**Task description:**
Pick out the lines in the listing below that contain the word "accepted" and copy them.

%%

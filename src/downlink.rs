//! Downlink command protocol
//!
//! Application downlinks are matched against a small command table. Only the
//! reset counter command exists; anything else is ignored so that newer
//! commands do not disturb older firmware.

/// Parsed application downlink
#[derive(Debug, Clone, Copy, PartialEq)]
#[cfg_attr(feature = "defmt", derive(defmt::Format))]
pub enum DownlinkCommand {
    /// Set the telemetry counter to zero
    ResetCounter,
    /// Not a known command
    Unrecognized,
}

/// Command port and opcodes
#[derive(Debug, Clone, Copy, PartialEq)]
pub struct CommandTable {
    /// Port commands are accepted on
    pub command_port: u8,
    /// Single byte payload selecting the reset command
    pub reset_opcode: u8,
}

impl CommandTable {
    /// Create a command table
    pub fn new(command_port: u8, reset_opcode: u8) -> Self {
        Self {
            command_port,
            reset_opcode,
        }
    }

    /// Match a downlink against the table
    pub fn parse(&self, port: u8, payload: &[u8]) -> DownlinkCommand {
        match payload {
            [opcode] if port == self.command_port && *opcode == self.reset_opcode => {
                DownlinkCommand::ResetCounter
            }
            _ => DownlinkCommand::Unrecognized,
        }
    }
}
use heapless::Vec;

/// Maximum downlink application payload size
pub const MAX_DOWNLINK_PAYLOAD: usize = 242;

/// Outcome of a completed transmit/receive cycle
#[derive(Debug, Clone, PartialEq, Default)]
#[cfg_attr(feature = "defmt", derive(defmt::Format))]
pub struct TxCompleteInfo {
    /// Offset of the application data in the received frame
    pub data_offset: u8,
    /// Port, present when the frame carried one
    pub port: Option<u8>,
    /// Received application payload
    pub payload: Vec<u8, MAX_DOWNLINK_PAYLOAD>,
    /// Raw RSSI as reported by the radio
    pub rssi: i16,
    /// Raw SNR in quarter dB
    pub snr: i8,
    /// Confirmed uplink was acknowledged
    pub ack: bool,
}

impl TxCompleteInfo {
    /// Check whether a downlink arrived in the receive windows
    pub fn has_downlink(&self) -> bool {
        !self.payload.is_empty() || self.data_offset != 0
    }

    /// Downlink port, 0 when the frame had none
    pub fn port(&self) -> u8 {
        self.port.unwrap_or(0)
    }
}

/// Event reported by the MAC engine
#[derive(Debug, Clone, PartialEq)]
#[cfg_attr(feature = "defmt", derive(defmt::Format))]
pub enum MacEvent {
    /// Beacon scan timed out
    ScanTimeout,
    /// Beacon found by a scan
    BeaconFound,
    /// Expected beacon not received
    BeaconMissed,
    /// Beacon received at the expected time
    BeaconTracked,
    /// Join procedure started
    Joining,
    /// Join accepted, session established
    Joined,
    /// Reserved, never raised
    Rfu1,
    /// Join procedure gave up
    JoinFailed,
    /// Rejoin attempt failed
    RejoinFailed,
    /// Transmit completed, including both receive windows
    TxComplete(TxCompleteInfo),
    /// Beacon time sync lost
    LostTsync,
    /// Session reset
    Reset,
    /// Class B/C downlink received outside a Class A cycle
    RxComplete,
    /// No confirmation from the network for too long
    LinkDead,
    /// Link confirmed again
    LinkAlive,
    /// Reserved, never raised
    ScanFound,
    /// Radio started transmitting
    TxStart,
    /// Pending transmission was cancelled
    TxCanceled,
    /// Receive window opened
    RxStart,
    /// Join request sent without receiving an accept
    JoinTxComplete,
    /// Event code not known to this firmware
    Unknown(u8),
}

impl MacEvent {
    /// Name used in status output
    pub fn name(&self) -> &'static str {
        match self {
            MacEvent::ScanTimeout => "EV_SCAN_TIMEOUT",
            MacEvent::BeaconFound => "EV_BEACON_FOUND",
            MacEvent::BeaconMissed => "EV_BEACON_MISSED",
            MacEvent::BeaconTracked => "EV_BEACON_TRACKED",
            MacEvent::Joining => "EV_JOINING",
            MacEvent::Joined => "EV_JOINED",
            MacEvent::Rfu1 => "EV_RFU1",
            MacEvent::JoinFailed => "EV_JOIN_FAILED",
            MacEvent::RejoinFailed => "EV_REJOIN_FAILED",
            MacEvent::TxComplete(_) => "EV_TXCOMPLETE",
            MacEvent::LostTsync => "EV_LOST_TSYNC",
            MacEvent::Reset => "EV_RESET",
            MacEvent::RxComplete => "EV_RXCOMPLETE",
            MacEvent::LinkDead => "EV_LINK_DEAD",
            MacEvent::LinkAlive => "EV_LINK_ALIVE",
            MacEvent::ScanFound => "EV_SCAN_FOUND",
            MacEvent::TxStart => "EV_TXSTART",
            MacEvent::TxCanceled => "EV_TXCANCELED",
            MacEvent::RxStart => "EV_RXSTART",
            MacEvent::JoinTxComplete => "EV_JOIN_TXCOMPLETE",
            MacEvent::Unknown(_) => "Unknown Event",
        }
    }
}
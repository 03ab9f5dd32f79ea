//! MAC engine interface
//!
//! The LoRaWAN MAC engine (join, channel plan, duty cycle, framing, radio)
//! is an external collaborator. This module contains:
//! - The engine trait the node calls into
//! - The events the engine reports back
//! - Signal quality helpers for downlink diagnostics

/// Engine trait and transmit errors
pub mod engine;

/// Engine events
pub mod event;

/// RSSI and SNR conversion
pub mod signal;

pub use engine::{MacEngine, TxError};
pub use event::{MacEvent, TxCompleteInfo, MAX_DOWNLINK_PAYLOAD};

%%

**Result:**
    /// Port commands are accepted on
    /// Join accepted, session established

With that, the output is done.